- Wakefield
- U.S. Historic district – Contributing property
- Location: Salem Avenue, Holly Springs, Mississippi, U.S.
- Coordinates: 34°46′17.5″N 89°26′10.3″W﻿ / ﻿34.771528°N 89.436194°W
- Built: 1858
- Architectural style: Greek Revival
- Part of: East Holly Springs Historic District (ID83000960)
- Added to NRHP: April 20, 1983

= Wakefield (Holly Springs, Mississippi) =

Historic house in Mississippi, United States

Wakefield is a historic mansion in Holly Springs, Mississippi, USA.

==Location==
The house is located in Holly Springs, a small town in Marshall County, Northern Mississippi.

==History==
The two-storey mansion was built with red bricks and completed in 1858. It was designed in the Greek Revival architectural style, with four Corinthian columns.

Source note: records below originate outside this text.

//! `{ root: true }` detection for `commit` / `dispatch` calls
//!
//! Inside a namespaced module `commit('X')` targets the local module unless
//! the call passes `{ root: true }`. The option object may be written inline
//! or bound to an identifier, possibly through one factory call:
//!
//! ```text
//! commit('X', payload, { root: true })
//! const opts = { root: true };           commit('X', null, opts)
//! const rootOpts = () => ({ root: true }); const o = rootOpts(); commit('X', 1, o)
//! ```

use crate::context::scanner::bounded_prefix;
use crate::context::tokenizer::{matching_close, strip_comments, tokenize, Token, TokenKind};
use crate::context::DEFAULT_LOOKBACK;

const ROOT_CALLS: [&str; 2] = ["commit", "dispatch"];

/// Whether the `commit`/`dispatch` call around `cursor` asks for the root
/// namespace
pub fn detect_root_option(text: &str, cursor: usize) -> bool {
    detect_root_option_with(text, cursor, DEFAULT_LOOKBACK)
}

/// Same, scanning at most `lookback` characters on each side of the cursor
pub fn detect_root_option_with(text: &str, cursor: usize, lookback: usize) -> bool {
    let mut cursor = cursor.min(text.len());
    while !text.is_char_boundary(cursor) {
        cursor -= 1;
    }
    let before = bounded_prefix(text, cursor, lookback);
    let start = cursor - before.len();
    let end = text[cursor..]
        .char_indices()
        .nth(lookback)
        .map(|(i, _)| cursor + i)
        .unwrap_or(text.len());

    let window = strip_comments(&text[start..end]);
    let tokens = tokenize(&window);

    let Some(open) = enclosing_call(&tokens, cursor - start) else {
        return false;
    };
    let close = matching_close(&tokens, open).unwrap_or(tokens.len());

    for (index, argument) in split_arguments(&tokens, open + 1, close)
        .into_iter()
        .enumerate()
        .skip(1)
    {
        if object_at(&tokens, argument.0).is_some_and(|at| object_has_root(&tokens, at)) {
            return true;
        }
        if index == 2 && argument.1 - argument.0 == 1 {
            if let Some(name) = tokens[argument.0].ident() {
                if binding_has_root(&tokens, name) {
                    return true;
                }
            }
        }
    }

    false
}

/// Opening paren of the innermost `commit(` / `dispatch(` containing `cursor`
fn enclosing_call(tokens: &[Token], cursor: usize) -> Option<usize> {
    let mut stack: Vec<usize> = Vec::new();
    for (i, token) in tokens.iter().enumerate() {
        if token.start >= cursor {
            break;
        }
        match token.kind {
            TokenKind::Open(_) => stack.push(i),
            TokenKind::Close(_) => {
                stack.pop();
            }
            _ => {}
        }
    }

    stack.into_iter().rev().find(|&open| {
        tokens[open].kind == TokenKind::Open('(')
            && open > 0
            && tokens[open - 1]
                .ident()
                .is_some_and(|name| ROOT_CALLS.contains(&name))
    })
}

/// Top-level argument token ranges `[start, end)` between `from` and `to`
fn split_arguments(tokens: &[Token], from: usize, to: usize) -> Vec<(usize, usize)> {
    let mut arguments = Vec::new();
    let mut depth = 0usize;
    let mut start = from;
    let to = to.min(tokens.len());

    for i in from..to {
        match tokens[i].kind {
            TokenKind::Open(_) => depth += 1,
            TokenKind::Close(_) => depth = depth.saturating_sub(1),
            TokenKind::Punct(',') if depth == 0 => {
                arguments.push((start, i));
                start = i + 1;
            }
            _ => {}
        }
    }
    if start < to {
        arguments.push((start, to));
    }
    arguments
}

/// `{` at `at`, or `({` (a parenthesized object)
fn object_at(tokens: &[Token], at: usize) -> Option<usize> {
    match tokens.get(at)?.kind {
        TokenKind::Open('{') => Some(at),
        TokenKind::Open('(') if tokens.get(at + 1)?.kind == TokenKind::Open('{') => Some(at + 1),
        _ => None,
    }
}

/// The object opened at `open` has `root: true` at its top level
fn object_has_root(tokens: &[Token], open: usize) -> bool {
    let close = matching_close(tokens, open).unwrap_or(tokens.len());
    let mut depth = 0usize;

    for i in open + 1..close {
        match &tokens[i].kind {
            TokenKind::Open(_) => depth += 1,
            TokenKind::Close(_) => depth = depth.saturating_sub(1),
            TokenKind::Ident(key) if depth == 0 && key == "root" => {
                if is_true_value(tokens, i) {
                    return true;
                }
            }
            TokenKind::Str { value, .. } if depth == 0 && value == "root" => {
                if is_true_value(tokens, i) {
                    return true;
                }
            }
            _ => {}
        }
    }
    false
}

fn is_true_value(tokens: &[Token], key: usize) -> bool {
    tokens.get(key + 1).is_some_and(|t| t.is_punct(':'))
        && tokens.get(key + 2).and_then(Token::ident) == Some("true")
}

/// Indices of the value tokens of `name = value` assignments
fn assignments<'t>(tokens: &'t [Token], name: &'t str) -> impl Iterator<Item = usize> + 't {
    (0..tokens.len()).filter_map(move |i| {
        let is_target = tokens[i].ident() == Some(name)
            && (i == 0 || tokens[i - 1].kind != TokenKind::Dot)
            && tokens.get(i + 1).is_some_and(|t| t.is_punct('='))
            && !tokens.get(i + 2).is_some_and(|t| t.is_punct('='));
        is_target.then_some(i + 2)
    })
}

/// `name` is bound to a root-option object, directly or through one
/// factory call
fn binding_has_root(tokens: &[Token], name: &str) -> bool {
    assignments(tokens, name).any(|value| {
        if object_at(tokens, value).is_some_and(|at| object_has_root(tokens, at)) {
            return true;
        }
        match tokens.get(value).and_then(Token::ident) {
            Some(factory) if tokens.get(value + 1).map(|t| &t.kind) == Some(&TokenKind::Open('(')) => {
                factory_returns_root(tokens, factory)
            }
            _ => false,
        }
    })
}

/// `function f() { return { root: true } }` or an arrow/function expression
/// assigned to `f`
fn factory_returns_root(tokens: &[Token], factory: &str) -> bool {
    for i in 0..tokens.len().saturating_sub(2) {
        if tokens[i].ident() == Some("function") && tokens[i + 1].ident() == Some(factory) {
            if function_returns_root(tokens, i + 2) {
                return true;
            }
        }
    }

    assignments(tokens, factory).any(|mut value| {
        if tokens.get(value).and_then(Token::ident) == Some("async") {
            value += 1;
        }
        if tokens.get(value).and_then(Token::ident) == Some("function") {
            value += 1;
            if tokens.get(value).and_then(Token::ident).is_some() {
                value += 1;
            }
            return function_returns_root(tokens, value);
        }
        arrow_returns_root(tokens, value)
    })
}

/// Parameter list opening at `params`, then a block body
fn function_returns_root(tokens: &[Token], params: usize) -> bool {
    if tokens.get(params).map(|t| &t.kind) != Some(&TokenKind::Open('(')) {
        return false;
    }
    let Some(close) = matching_close(tokens, params) else {
        return false;
    };
    block_returns_root(tokens, close + 1)
}

fn arrow_returns_root(tokens: &[Token], params: usize) -> bool {
    let arrow = match tokens.get(params).map(|t| &t.kind) {
        Some(TokenKind::Ident(_)) => params + 1,
        Some(TokenKind::Open('(')) => match matching_close(tokens, params) {
            Some(close) => close + 1,
            None => return false,
        },
        _ => return false,
    };
    if tokens.get(arrow).map(|t| &t.kind) != Some(&TokenKind::Arrow) {
        return false;
    }

    let body = arrow + 1;
    match tokens.get(body).map(|t| &t.kind) {
        Some(TokenKind::Open('(')) => {
            object_at(tokens, body).is_some_and(|at| object_has_root(tokens, at))
        }
        Some(TokenKind::Open('{')) => block_returns_root(tokens, body),
        _ => false,
    }
}

fn block_returns_root(tokens: &[Token], open: usize) -> bool {
    if tokens.get(open).map(|t| &t.kind) != Some(&TokenKind::Open('{')) {
        return false;
    }
    let close = matching_close(tokens, open).unwrap_or(tokens.len());
    (open + 1..close).any(|i| {
        tokens[i].ident() == Some("return")
            && object_at(tokens, i + 1).is_some_and(|at| object_has_root(tokens, at))
    })
}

It was built for Joel E. Wynne, a "prominent merchant and contractor." By 1890, the owner lost the house in a poker game.

The mansion was used as the main setting in Like Unto Like, a novel by Southern author Sherwood Bonner.

==Architectural significance==
As a contributing property to the East Holly Springs Historic District, it has been listed on the National Register of Historic Places since April 20, 1983.